This exercise asks for every line of the material that includes the word "number".

- Opening Delimiter -

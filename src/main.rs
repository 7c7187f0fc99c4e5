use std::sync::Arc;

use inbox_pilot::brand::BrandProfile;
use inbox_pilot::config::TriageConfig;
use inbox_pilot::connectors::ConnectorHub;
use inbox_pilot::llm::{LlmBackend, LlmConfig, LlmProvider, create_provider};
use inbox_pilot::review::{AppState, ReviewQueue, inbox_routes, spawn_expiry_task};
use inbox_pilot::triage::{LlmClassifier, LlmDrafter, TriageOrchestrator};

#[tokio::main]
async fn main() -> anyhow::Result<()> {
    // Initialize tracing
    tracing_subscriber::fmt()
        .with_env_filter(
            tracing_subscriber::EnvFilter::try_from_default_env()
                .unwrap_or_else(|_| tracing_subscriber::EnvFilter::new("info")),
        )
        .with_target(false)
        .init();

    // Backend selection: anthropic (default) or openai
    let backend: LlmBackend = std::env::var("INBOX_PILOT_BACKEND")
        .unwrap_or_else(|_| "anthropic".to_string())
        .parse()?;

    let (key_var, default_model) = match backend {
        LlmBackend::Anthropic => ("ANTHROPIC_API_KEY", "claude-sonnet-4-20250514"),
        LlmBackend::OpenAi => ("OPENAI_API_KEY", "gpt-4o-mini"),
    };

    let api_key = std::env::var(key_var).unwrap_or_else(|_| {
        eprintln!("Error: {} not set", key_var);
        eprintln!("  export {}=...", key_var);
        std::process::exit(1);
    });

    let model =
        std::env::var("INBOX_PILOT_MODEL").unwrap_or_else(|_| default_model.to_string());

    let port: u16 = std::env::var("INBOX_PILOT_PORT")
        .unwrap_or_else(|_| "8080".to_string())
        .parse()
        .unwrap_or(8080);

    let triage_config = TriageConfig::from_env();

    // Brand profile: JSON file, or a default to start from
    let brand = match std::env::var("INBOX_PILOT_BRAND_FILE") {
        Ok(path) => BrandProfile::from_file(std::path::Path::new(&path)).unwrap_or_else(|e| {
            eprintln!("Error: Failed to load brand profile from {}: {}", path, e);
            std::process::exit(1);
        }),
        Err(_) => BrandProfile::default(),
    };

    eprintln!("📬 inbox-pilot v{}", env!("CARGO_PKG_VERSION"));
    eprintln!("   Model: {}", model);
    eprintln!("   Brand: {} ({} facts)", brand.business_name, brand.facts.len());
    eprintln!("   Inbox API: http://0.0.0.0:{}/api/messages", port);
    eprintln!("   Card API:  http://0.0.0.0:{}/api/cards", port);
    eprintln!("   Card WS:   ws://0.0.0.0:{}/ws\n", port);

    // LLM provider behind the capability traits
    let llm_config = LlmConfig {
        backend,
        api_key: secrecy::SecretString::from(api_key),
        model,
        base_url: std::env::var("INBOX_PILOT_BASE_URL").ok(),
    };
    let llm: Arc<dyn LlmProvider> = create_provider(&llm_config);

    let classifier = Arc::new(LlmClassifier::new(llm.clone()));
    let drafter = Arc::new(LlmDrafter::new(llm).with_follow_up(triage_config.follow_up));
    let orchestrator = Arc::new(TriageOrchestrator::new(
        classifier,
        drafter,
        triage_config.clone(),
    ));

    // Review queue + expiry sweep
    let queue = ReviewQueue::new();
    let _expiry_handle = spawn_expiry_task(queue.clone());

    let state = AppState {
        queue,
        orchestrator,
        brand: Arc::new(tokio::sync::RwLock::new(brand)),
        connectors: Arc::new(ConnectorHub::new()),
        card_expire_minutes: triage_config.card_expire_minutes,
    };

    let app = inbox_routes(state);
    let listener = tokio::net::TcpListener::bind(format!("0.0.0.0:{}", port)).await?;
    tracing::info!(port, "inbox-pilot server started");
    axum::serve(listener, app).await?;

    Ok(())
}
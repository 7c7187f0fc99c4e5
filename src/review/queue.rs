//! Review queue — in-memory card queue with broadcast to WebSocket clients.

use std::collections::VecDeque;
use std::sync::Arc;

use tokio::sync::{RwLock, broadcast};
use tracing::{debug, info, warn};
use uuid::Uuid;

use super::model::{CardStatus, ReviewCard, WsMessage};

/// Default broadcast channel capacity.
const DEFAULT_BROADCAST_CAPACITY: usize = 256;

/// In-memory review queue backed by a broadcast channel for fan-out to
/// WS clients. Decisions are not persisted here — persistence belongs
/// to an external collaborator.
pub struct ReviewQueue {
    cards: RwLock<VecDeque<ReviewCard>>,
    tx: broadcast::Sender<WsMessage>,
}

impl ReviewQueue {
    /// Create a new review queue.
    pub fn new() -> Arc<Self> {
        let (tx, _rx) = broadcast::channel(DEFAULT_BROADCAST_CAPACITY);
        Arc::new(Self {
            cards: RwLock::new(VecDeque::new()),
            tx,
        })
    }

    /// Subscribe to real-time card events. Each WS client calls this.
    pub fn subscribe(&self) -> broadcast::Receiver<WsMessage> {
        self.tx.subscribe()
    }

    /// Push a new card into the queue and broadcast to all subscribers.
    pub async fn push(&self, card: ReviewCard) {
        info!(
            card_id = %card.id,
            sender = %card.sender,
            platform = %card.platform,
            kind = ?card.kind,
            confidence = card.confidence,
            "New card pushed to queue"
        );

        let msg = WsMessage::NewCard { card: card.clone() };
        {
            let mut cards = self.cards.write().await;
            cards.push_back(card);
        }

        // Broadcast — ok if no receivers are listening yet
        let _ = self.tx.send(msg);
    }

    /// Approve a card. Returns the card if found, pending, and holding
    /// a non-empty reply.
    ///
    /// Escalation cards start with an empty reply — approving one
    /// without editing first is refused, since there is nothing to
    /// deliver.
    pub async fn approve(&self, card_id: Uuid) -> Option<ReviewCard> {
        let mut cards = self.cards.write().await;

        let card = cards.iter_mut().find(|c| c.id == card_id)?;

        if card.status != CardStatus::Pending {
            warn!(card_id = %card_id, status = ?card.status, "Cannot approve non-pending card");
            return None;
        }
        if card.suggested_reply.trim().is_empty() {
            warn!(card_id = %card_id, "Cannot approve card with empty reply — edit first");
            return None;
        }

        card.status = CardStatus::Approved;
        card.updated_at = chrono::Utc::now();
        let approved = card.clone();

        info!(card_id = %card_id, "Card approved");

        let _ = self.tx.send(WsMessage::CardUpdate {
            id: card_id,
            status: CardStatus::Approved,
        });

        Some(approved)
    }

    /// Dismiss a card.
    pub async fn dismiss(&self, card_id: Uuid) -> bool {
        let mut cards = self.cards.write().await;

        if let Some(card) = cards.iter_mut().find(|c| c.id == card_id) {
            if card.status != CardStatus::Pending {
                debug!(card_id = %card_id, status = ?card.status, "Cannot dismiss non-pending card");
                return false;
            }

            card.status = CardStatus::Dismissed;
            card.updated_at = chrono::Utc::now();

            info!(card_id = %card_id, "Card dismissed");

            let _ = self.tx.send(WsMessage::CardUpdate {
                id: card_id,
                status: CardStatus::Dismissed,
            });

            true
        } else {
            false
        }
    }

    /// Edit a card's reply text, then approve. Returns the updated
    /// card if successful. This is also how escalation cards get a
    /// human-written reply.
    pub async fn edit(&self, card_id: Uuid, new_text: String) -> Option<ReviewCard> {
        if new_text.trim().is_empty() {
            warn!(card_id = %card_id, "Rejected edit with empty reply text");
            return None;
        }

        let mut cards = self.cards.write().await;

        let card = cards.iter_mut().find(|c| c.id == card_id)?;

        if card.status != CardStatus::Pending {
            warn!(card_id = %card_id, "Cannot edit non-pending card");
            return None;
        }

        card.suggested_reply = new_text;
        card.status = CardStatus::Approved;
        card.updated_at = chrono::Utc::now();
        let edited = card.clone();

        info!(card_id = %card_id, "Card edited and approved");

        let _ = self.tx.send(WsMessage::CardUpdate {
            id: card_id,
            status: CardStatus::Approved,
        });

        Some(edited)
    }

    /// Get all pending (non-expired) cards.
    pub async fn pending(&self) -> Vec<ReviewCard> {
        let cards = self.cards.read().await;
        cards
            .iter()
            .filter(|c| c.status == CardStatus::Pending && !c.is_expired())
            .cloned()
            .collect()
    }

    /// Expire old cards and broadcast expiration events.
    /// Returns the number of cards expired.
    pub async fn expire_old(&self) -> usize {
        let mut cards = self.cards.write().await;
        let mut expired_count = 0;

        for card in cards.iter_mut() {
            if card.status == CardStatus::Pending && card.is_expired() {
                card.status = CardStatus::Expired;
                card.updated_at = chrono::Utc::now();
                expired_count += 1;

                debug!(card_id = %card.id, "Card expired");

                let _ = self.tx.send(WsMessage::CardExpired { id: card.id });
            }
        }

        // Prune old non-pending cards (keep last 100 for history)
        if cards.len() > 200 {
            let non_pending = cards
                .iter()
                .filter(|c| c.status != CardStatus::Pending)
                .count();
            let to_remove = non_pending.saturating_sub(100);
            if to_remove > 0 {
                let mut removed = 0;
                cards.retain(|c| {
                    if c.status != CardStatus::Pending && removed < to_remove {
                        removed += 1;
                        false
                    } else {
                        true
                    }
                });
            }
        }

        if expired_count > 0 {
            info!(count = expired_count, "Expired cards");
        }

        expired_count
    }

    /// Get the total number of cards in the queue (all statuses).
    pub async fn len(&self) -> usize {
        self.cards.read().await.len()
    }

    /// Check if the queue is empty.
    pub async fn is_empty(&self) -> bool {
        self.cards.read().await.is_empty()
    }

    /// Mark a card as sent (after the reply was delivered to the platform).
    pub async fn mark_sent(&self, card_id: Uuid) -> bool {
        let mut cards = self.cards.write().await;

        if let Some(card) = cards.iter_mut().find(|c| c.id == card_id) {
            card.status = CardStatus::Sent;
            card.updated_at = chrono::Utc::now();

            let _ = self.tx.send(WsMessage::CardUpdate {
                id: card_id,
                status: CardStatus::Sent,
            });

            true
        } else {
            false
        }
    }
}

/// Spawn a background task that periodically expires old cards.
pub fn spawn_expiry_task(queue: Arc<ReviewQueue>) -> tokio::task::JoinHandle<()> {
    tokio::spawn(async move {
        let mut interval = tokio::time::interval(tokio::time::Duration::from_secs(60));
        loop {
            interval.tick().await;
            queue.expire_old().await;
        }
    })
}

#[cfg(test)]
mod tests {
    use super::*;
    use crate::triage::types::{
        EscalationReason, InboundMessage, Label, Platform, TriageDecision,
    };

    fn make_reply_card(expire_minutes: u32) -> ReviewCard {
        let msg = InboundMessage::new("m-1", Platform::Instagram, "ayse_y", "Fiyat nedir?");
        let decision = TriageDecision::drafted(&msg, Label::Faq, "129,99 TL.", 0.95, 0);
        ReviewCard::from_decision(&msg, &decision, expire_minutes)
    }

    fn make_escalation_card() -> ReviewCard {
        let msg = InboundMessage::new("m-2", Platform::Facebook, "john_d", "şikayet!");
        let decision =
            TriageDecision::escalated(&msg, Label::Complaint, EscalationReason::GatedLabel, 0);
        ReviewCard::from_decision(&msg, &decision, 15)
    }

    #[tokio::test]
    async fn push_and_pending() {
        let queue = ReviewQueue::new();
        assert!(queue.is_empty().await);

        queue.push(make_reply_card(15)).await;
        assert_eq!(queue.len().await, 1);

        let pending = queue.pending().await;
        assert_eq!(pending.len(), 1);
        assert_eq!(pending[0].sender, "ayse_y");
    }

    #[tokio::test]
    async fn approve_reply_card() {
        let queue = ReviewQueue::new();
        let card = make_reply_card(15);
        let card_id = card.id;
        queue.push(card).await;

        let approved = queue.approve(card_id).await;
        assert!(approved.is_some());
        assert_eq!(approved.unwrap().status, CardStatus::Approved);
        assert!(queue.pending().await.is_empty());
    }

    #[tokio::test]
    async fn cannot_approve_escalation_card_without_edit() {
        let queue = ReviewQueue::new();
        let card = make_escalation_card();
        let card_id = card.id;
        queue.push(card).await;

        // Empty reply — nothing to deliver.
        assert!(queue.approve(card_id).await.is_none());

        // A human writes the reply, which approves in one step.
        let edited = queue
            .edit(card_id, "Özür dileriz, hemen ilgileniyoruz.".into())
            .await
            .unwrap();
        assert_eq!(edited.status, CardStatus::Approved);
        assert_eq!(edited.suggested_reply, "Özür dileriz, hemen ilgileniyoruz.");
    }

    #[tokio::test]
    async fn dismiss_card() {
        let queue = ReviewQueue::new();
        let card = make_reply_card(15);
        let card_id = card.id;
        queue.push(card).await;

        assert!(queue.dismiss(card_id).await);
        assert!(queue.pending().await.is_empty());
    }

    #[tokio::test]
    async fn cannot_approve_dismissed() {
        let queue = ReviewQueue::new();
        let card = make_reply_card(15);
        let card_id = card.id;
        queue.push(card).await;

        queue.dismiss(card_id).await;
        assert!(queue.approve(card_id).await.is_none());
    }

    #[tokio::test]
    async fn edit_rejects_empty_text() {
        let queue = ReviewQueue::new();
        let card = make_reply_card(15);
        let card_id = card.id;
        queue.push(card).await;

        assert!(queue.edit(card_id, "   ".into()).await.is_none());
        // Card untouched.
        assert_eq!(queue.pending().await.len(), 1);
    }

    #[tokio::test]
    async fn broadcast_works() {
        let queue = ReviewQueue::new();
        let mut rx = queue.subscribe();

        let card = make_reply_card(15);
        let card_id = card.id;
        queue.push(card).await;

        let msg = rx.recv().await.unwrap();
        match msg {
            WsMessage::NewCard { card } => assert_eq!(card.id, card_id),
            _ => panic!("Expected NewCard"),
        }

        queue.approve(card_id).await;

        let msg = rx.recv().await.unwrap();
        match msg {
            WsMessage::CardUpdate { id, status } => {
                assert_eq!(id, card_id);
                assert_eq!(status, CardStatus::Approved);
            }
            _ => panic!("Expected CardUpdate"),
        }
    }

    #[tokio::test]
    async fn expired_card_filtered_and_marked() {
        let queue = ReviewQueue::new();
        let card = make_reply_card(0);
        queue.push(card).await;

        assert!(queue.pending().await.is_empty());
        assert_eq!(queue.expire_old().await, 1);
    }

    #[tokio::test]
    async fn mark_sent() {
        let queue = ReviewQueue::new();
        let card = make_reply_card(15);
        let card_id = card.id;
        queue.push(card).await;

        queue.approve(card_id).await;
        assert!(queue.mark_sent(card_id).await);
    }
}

- Closing Delimiter -

Solution to the problem.
    /// Returns the number of cards expired.
    /// Get the total number of cards in the queue (all statuses).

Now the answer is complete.